* **EXERCISE DESCRIPTION**
In the records below, find the line containing "the preset name." and the line containing "the frame rate."; please repeat exactly the lines from one to the other, both included, and nothing more.

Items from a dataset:
══════
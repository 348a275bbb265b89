//! Command builder: structured options to an engine argument list.

use serde::{Deserialize, Deserializer, Serialize};
use std::fmt;

/// Thread ceiling passed to every invocation. Fixed rather than derived from
/// the host's core count to bound per-worker resource usage.
pub const THREAD_CAP: u32 = 8;

/// Largest single allocation the engine may make (1 GiB).
pub const MAX_ALLOC_BYTES: u64 = 1 << 30;

/// Output presets recognised by the builder.
#[derive(Debug, Clone, Copy, PartialEq, Eq, Hash)]
pub enum OutputPreset {
    /// VP8 video with Vorbis audio.
    Mp4,
    /// VP9 video with Opus audio.
    Webm,
    /// LAME MP3 at 192 kbit/s.
    Mp3,
    /// Opus at 128 kbit/s.
    Opus,
    /// Copy all streams without re-encoding.
    StreamCopy,
}

impl OutputPreset {
    /// Resolve a format name. Names match exactly; unknown, differently
    /// cased or missing names map to stream copy.
    pub fn from_name(name: Option<&str>) -> Self {
        match name {
            Some("mp4") => OutputPreset::Mp4,
            Some("webm") => OutputPreset::Webm,
            Some("mp3") => OutputPreset::Mp3,
            Some("opus") => OutputPreset::Opus,
            _ => OutputPreset::StreamCopy,
        }
    }

    /// Codec arguments for this preset.
    pub fn codec_args(&self) -> &'static [&'static str] {
        match self {
            OutputPreset::Mp4 => &["-c:v", "libvpx", "-c:a", "libvorbis"],
            OutputPreset::Webm => &["-c:v", "libvpx-vp9", "-c:a", "libopus"],
            OutputPreset::Mp3 => &["-c:a", "libmp3lame", "-b:a", "192k"],
            OutputPreset::Opus => &["-c:a", "libopus", "-b:a", "128k"],
            OutputPreset::StreamCopy => &["-c", "copy"],
        }
    }
}

impl fmt::Display for OutputPreset {
    fn fmt(&self, f: &mut fmt::Formatter<'_>) -> fmt::Result {
        let name = match self {
            OutputPreset::Mp4 => "mp4",
            OutputPreset::Webm => "webm",
            OutputPreset::Mp3 => "mp3",
            OutputPreset::Opus => "opus",
            OutputPreset::StreamCopy => "copy",
        };
        f.write_str(name)
    }
}

/// Caller options for one processing call.
///
/// Values are passed through to the engine unchecked; numbers are accepted
/// wherever a string is expected. Empty strings and a numeric zero count as
/// unset.
#[derive(Debug, Clone, Default, PartialEq, Eq, Serialize, Deserialize)]
#[serde(default, rename_all = "camelCase")]
pub struct ProcessOptions {
    /// Preset name selecting the codec arguments.
    #[serde(deserialize_with = "string_or_number")]
    pub format: Option<String>,
    /// Video bitrate, e.g. `1000k`.
    #[serde(deserialize_with = "string_or_number")]
    pub video_bitrate: Option<String>,
    /// Audio bitrate, e.g. `128k`.
    #[serde(deserialize_with = "string_or_number")]
    pub audio_bitrate: Option<String>,
    /// Frame size, e.g. `1280x720`.
    #[serde(deserialize_with = "string_or_number")]
    pub resolution: Option<String>,
    /// Frame rate.
    #[serde(deserialize_with = "string_or_number")]
    pub fps: Option<String>,
}

impl ProcessOptions {
    /// Create empty options.
    pub fn new() -> Self {
        Self::default()
    }

    /// Set the preset name.
    pub fn with_format(mut self, format: impl Into<String>) -> Self {
        self.format = Some(format.into());
        self
    }

    /// Set the video bitrate.
    pub fn with_video_bitrate(mut self, bitrate: impl Into<String>) -> Self {
        self.video_bitrate = Some(bitrate.into());
        self
    }

    /// Set the audio bitrate.
    pub fn with_audio_bitrate(mut self, bitrate: impl Into<String>) -> Self {
        self.audio_bitrate = Some(bitrate.into());
        self
    }

    /// Set the frame size.
    pub fn with_resolution(mut self, resolution: impl Into<String>) -> Self {
        self.resolution = Some(resolution.into());
        self
    }

    /// Set the frame rate.
    pub fn with_fps(mut self, fps: impl Into<String>) -> Self {
        self.fps = Some(fps.into());
        self
    }

    /// Preset selected by [`format`](Self::format).
    pub fn preset(&self) -> OutputPreset {
        OutputPreset::from_name(self.format.as_deref())
    }
}

fn string_or_number<'de, D>(deserializer: D) -> Result<Option<String>, D::Error>
where
    D: Deserializer<'de>,
{
    #[derive(Deserialize)]
    #[serde(untagged)]
    enum Raw {
        Text(String),
        Integer(i64),
        Float(f64),
    }

    Ok(match Option::<Raw>::deserialize(deserializer)? {
        None => None,
        Some(Raw::Text(s)) if s.is_empty() => None,
        Some(Raw::Text(s)) => Some(s),
        Some(Raw::Integer(0)) => None,
        Some(Raw::Integer(n)) => Some(n.to_string()),
        Some(Raw::Float(n)) if n == 0.0 || n.is_nan() => None,
        Some(Raw::Float(n)) => Some(n.to_string()),
    })
}

/// Builds engine argument lists.
#[derive(Debug, Clone, Copy, Default)]
pub struct CommandBuilder;

impl CommandBuilder {
    /// Create a builder.
    pub fn new() -> Self {
        Self
    }

    /// Build the argument list for one conversion. The output path is always
    /// the last argument.
    pub fn build(&self, input_path: &str, output_path: &str, options: &ProcessOptions) -> Vec<String> {
        let mut args: Vec<String> = vec![
            "-i".into(),
            input_path.into(),
            "-threads".into(),
            THREAD_CAP.to_string(),
            "-max_alloc".into(),
            MAX_ALLOC_BYTES.to_string(),
        ];

        args.extend(options.preset().codec_args().iter().map(|s| s.to_string()));

        let overrides = [
            ("-b:v", &options.video_bitrate),
            ("-b:a", &options.audio_bitrate),
            ("-s", &options.resolution),
            ("-r", &options.fps),
        ];
        for (flag, value) in overrides {
            if let Some(value) = value {
                args.push(flag.to_string());
                args.push(value.clone());
            }
        }

        args.push(output_path.into());
        args
    }
}

#[cfg(test)]
mod tests {
    use super::*;

    fn build(options: &ProcessOptions) -> Vec<String> {
        CommandBuilder::new().build("/temp/input-1", "/temp/output-2.webm", options)
    }

    fn contains_pair(args: &[String], flag: &str, value: &str) -> bool {
        args.windows(2).any(|w| w[0] == flag && w[1] == value)
    }

    #[test]
    fn test_prefix_is_fixed() {
        let args = build(&ProcessOptions::new());
        assert_eq!(
            &args[..6],
            &["-i", "/temp/input-1", "-threads", "8", "-max_alloc", "1073741824"]
        );
    }

    #[test]
    fn test_known_presets() {
        let cases = [
            ("mp4", vec![("-c:v", "libvpx"), ("-c:a", "libvorbis")]),
            ("webm", vec![("-c:v", "libvpx-vp9"), ("-c:a", "libopus")]),
            ("mp3", vec![("-c:a", "libmp3lame"), ("-b:a", "192k")]),
            ("opus", vec![("-c:a", "libopus"), ("-b:a", "128k")]),
        ];

        for (format, pairs) in cases {
            let args = build(&ProcessOptions::new().with_format(format));
            assert_eq!(args.last().unwrap(), "/temp/output-2.webm", "format {format}");
            for (flag, value) in pairs {
                assert!(contains_pair(&args, flag, value), "{format}: missing {flag} {value}");
            }
            assert!(!contains_pair(&args, "-c", "copy"));
        }
    }

    #[test]
    fn test_unknown_format_copies_streams() {
        for options in [ProcessOptions::new().with_format("avi"), ProcessOptions::new()] {
            let args = build(&options);
            assert!(contains_pair(&args, "-c", "copy"));
            assert!(!args.iter().any(|a| a == "-c:v" || a == "-c:a"));
            assert_eq!(args.last().unwrap(), "/temp/output-2.webm");
        }
    }

    #[test]
    fn test_format_name_matches_exactly() {
        assert_eq!(OutputPreset::from_name(Some("webm")), OutputPreset::Webm);
        assert_eq!(OutputPreset::from_name(Some("WebM")), OutputPreset::StreamCopy);
        assert_eq!(OutputPreset::from_name(Some(" mp3 ")), OutputPreset::StreamCopy);

        let args = build(&ProcessOptions::new().with_format("WebM"));
        assert!(contains_pair(&args, "-c", "copy"));
    }

    #[test]
    fn test_overrides_appended_in_order() {
        let options = ProcessOptions::new()
            .with_format("webm")
            .with_video_bitrate("1000k")
            .with_audio_bitrate("128k")
            .with_resolution("1280x720")
            .with_fps("30");
        let args = build(&options);

        assert_eq!(
            &args[args.len() - 9..],
            &[
                "-b:v", "1000k", "-b:a", "128k", "-s", "1280x720", "-r", "30",
                "/temp/output-2.webm"
            ]
        );
    }

    #[test]
    fn test_values_are_not_validated() {
        let args = build(&ProcessOptions::new().with_resolution("banana"));
        assert!(contains_pair(&args, "-s", "banana"));
    }

    #[test]
    fn test_options_accept_numbers() {
        let options: ProcessOptions = serde_json::from_str(
            r#"{"format":"webm","videoBitrate":"1000k","fps":30,"audioBitrate":null}"#,
        )
        .unwrap();
        assert_eq!(options.fps.as_deref(), Some("30"));
        assert_eq!(options.video_bitrate.as_deref(), Some("1000k"));
        assert_eq!(options.audio_bitrate, None);
        assert_eq!(options.resolution, None);
        assert_eq!(options.preset(), OutputPreset::Webm);
    }

    #[test]
    fn test_zero_numbers_are_unset() {
        let options: ProcessOptions =
            serde_json::from_str(r#"{"fps":0,"videoBitrate":0,"audioBitrate":0.0,"resolution":""}"#)
                .unwrap();
        assert_eq!(options, ProcessOptions::new());

        let args = build(&options);
        assert!(!args.iter().any(|a| a == "-r" || a == "-b:v" || a == "-b:a" || a == "-s"));
    }
}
══════
* **YOUR SOLUTION**
    /// Set the preset name.
    pub fn with_format(mut self, format: impl Into<String>) -> Self {
        self.format = Some(format.into());
        self
    }

    /// Set the video bitrate.
    pub fn with_video_bitrate(mut self, bitrate: impl Into<String>) -> Self {
        self.video_bitrate = Some(bitrate.into());
        self
    }

    /// Set the audio bitrate.
    pub fn with_audio_bitrate(mut self, bitrate: impl Into<String>) -> Self {
        self.audio_bitrate = Some(bitrate.into());
        self
    }

    /// Set the frame size.
    pub fn with_resolution(mut self, resolution: impl Into<String>) -> Self {
        self.resolution = Some(resolution.into());
        self
    }

    /// Set the frame rate.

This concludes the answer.